* [Work order]:
Take the records below from their first line to the line with "the partial update", and restate those lines word for word.

(Data)

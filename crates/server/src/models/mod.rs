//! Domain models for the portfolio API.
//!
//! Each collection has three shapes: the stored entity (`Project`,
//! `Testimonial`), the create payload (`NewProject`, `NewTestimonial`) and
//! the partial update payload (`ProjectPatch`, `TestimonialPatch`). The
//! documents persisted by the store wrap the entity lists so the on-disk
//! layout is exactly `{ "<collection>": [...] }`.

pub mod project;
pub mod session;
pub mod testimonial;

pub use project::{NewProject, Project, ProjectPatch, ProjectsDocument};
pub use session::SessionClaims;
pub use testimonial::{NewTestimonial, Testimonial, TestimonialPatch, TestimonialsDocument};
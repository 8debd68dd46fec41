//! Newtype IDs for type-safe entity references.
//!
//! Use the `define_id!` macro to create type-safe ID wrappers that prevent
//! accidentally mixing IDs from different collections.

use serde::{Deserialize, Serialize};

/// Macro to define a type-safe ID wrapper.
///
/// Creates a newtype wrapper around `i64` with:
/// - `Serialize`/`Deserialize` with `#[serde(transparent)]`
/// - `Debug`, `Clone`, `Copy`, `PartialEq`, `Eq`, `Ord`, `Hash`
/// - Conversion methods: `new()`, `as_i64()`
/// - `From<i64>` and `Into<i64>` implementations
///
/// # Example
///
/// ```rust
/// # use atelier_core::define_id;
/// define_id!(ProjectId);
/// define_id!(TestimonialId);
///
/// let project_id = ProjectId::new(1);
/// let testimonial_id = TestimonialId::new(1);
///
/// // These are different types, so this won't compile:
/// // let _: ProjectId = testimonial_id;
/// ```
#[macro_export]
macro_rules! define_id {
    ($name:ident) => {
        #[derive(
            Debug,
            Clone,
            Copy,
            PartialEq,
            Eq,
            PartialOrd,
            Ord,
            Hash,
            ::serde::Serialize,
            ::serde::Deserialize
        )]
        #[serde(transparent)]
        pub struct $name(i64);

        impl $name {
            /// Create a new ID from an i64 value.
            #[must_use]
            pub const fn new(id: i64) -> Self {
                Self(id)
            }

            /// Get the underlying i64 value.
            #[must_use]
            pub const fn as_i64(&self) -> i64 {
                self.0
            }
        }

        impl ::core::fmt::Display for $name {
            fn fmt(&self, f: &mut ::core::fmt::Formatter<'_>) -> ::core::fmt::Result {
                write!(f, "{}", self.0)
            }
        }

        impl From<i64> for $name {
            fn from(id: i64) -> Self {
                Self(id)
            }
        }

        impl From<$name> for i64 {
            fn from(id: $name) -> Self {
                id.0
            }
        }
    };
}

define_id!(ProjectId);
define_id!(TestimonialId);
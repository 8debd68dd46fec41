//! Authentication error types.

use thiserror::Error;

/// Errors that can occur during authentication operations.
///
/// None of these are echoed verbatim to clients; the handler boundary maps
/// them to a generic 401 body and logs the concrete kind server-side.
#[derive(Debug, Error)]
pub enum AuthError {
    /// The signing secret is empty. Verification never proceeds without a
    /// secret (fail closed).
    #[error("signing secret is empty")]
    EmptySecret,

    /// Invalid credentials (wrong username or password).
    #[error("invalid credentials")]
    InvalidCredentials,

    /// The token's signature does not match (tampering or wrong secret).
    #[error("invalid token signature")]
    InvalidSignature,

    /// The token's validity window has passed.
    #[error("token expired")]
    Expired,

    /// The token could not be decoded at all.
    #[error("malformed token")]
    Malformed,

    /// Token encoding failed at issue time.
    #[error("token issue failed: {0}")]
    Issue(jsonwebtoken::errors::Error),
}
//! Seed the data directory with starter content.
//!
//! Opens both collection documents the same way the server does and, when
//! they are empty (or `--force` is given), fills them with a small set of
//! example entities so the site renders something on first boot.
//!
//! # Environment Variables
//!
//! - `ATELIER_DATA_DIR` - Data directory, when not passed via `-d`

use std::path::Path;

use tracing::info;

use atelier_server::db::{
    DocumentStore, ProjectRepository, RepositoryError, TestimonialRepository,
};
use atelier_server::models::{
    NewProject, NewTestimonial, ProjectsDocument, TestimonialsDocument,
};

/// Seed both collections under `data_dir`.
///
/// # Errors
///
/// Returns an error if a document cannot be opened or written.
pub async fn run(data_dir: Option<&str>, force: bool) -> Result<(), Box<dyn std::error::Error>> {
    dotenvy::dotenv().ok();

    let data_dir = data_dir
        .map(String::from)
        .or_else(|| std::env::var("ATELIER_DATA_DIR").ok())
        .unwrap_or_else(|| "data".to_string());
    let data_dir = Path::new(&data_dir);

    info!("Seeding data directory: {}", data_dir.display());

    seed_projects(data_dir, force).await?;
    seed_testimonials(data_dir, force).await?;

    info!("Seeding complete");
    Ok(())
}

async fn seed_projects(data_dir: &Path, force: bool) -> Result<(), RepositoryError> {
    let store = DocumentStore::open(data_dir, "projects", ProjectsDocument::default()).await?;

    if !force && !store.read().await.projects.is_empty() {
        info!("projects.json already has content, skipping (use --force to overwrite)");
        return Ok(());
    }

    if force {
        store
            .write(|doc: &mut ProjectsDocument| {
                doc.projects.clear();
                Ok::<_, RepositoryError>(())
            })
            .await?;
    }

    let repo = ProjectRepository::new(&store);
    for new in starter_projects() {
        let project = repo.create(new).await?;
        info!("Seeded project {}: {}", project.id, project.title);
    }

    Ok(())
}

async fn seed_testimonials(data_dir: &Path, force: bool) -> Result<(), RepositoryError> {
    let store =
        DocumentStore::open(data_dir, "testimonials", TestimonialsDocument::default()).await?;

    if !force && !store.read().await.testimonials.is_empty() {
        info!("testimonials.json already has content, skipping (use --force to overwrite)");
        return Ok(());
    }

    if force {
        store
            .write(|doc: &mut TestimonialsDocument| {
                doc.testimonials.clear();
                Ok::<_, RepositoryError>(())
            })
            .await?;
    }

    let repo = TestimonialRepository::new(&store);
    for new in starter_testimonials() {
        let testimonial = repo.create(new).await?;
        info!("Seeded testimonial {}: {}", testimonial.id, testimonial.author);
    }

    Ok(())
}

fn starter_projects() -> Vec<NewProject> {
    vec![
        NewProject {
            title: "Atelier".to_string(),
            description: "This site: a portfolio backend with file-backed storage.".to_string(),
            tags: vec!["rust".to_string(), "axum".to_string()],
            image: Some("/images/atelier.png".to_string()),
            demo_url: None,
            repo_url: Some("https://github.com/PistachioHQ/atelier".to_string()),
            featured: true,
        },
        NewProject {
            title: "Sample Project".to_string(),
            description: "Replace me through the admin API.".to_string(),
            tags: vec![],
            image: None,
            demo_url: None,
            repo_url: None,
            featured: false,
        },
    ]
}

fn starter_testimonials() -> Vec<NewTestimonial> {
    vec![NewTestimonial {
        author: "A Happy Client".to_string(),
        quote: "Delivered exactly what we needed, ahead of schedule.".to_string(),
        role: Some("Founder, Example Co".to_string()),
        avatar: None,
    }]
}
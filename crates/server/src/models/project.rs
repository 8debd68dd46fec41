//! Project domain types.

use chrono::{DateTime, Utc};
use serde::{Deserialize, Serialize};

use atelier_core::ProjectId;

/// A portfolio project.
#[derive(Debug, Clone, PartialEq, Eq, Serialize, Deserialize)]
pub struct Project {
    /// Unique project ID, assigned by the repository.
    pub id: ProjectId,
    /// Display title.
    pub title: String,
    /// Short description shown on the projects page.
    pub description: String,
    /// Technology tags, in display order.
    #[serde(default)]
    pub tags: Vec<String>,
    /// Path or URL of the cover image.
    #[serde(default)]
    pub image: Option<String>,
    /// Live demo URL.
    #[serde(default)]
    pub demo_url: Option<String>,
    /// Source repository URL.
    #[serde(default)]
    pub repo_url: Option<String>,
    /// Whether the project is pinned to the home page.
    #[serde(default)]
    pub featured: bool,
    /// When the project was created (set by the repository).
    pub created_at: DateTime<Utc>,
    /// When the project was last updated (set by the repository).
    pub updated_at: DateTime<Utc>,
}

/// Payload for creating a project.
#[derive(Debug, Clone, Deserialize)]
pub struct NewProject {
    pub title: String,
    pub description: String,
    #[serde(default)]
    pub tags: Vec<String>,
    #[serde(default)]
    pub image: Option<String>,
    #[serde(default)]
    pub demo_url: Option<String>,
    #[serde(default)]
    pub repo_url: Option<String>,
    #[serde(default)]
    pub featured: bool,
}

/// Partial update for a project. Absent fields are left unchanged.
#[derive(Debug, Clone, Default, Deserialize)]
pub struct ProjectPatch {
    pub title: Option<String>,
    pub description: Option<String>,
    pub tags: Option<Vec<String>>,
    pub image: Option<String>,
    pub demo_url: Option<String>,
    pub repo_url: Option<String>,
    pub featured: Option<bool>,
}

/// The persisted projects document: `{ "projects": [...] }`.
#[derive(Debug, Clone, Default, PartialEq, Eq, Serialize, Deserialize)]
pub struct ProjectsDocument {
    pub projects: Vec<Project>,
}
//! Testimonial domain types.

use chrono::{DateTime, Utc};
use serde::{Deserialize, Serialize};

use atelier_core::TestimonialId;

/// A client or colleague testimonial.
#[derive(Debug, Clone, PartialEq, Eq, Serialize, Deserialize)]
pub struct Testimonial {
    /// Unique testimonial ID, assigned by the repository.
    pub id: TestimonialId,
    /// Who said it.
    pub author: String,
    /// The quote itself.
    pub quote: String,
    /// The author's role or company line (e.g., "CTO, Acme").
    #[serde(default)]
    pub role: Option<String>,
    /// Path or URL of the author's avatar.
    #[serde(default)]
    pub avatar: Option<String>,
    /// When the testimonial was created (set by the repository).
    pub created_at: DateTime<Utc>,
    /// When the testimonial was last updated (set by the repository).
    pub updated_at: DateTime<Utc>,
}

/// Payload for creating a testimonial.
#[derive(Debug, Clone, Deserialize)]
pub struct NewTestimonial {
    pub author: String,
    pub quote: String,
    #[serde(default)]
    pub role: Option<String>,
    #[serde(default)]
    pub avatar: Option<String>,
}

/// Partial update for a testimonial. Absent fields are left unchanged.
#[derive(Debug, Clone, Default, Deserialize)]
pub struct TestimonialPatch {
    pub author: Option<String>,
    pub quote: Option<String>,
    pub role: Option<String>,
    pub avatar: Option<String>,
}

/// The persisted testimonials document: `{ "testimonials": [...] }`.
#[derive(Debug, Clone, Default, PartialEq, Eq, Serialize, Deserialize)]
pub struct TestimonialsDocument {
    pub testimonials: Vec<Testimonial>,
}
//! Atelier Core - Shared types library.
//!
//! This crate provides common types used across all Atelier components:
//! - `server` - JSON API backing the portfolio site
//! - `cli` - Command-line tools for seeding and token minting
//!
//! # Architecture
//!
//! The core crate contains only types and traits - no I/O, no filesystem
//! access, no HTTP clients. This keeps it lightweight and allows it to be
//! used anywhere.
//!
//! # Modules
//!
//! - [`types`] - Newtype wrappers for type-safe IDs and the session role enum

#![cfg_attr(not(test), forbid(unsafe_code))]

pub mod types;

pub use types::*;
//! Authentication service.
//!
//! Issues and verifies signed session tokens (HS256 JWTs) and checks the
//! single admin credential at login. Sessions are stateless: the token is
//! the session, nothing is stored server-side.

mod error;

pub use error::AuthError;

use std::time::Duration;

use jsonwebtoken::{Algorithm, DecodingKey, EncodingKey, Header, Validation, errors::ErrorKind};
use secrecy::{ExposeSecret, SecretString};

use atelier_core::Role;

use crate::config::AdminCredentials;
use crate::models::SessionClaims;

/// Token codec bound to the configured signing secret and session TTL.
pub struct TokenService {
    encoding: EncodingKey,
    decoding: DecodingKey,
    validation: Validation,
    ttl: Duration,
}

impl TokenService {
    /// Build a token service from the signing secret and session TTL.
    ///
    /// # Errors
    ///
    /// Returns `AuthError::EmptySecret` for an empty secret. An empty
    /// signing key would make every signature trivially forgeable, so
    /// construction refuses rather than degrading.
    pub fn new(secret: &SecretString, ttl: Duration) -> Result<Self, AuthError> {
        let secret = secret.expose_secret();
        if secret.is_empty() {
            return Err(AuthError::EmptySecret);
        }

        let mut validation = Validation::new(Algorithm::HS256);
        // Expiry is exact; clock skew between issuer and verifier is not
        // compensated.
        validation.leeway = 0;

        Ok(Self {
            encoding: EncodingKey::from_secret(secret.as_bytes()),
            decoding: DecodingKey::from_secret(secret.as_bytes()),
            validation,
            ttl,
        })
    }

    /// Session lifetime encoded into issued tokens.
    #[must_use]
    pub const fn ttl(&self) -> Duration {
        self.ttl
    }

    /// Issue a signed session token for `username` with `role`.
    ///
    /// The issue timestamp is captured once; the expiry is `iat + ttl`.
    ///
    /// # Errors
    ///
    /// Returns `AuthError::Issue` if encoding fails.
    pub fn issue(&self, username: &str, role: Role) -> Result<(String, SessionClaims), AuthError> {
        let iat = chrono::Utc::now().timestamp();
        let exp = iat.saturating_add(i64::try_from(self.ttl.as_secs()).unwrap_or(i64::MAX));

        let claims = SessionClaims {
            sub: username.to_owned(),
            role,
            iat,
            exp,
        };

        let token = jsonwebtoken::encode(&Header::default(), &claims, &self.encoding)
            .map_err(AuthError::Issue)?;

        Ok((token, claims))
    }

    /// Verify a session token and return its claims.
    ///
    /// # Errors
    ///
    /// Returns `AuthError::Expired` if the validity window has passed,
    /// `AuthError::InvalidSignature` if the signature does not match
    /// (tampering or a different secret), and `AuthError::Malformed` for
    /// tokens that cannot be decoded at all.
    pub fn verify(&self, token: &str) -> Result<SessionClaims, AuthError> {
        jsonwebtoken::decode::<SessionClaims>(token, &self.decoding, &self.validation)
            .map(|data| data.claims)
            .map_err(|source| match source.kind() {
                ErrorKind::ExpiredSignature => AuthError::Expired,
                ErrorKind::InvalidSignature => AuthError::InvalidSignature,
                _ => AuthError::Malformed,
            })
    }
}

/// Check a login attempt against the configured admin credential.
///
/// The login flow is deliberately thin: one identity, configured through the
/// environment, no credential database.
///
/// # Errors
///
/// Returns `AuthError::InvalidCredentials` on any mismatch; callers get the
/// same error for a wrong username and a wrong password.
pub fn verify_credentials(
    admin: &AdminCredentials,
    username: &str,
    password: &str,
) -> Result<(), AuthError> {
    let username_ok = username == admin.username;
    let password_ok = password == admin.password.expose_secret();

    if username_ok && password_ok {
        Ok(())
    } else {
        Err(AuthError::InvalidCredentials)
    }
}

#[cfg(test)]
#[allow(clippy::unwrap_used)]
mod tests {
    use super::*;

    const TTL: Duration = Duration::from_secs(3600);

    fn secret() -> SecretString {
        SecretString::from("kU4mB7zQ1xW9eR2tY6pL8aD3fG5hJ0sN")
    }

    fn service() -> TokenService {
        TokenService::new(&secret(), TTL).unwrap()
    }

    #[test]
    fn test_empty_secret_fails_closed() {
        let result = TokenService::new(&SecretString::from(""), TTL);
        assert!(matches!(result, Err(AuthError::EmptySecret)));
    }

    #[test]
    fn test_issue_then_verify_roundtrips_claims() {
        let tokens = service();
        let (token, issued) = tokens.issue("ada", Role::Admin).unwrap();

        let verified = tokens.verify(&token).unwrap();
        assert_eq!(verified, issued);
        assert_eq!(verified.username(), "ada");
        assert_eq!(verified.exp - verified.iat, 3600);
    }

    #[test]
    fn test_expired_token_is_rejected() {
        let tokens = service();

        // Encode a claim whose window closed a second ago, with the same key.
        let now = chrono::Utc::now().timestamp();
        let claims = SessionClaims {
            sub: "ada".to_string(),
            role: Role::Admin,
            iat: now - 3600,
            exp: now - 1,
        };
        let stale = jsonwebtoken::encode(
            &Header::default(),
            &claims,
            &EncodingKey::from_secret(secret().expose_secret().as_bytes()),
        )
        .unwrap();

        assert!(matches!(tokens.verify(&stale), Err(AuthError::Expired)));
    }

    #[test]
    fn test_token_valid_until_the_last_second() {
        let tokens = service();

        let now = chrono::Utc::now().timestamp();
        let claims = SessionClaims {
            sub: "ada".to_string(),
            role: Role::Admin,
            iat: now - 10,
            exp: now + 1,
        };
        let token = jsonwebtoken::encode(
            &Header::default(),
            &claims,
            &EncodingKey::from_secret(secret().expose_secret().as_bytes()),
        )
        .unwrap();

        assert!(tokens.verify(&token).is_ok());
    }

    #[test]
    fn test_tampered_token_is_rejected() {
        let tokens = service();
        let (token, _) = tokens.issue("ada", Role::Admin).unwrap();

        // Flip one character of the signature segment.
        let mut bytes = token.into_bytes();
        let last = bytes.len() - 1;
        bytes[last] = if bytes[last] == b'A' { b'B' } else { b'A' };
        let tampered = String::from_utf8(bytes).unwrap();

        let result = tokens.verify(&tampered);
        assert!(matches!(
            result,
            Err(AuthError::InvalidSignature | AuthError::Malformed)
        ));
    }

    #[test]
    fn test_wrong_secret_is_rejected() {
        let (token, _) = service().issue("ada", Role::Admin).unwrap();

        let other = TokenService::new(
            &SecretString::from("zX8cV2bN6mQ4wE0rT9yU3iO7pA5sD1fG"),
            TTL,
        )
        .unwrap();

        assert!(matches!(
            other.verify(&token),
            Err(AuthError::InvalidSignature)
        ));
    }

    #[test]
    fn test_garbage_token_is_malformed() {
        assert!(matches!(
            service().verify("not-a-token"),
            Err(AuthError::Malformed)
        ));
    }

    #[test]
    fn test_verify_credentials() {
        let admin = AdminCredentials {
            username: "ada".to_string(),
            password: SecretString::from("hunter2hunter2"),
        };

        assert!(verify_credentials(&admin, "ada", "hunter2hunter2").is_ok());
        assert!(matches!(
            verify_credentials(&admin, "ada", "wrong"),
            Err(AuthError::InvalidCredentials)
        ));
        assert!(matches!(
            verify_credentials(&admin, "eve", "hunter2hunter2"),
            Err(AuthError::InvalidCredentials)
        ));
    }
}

(End Data)

* [Solution for this problem]:
filename crates/server/src/models/mod.rs
//! Domain models for the portfolio API.
//!
//! Each collection has three shapes: the stored entity (`Project`,
//! `Testimonial`), the create payload (`NewProject`, `NewTestimonial`) and
//! the partial update payload (`ProjectPatch`, `TestimonialPatch`). The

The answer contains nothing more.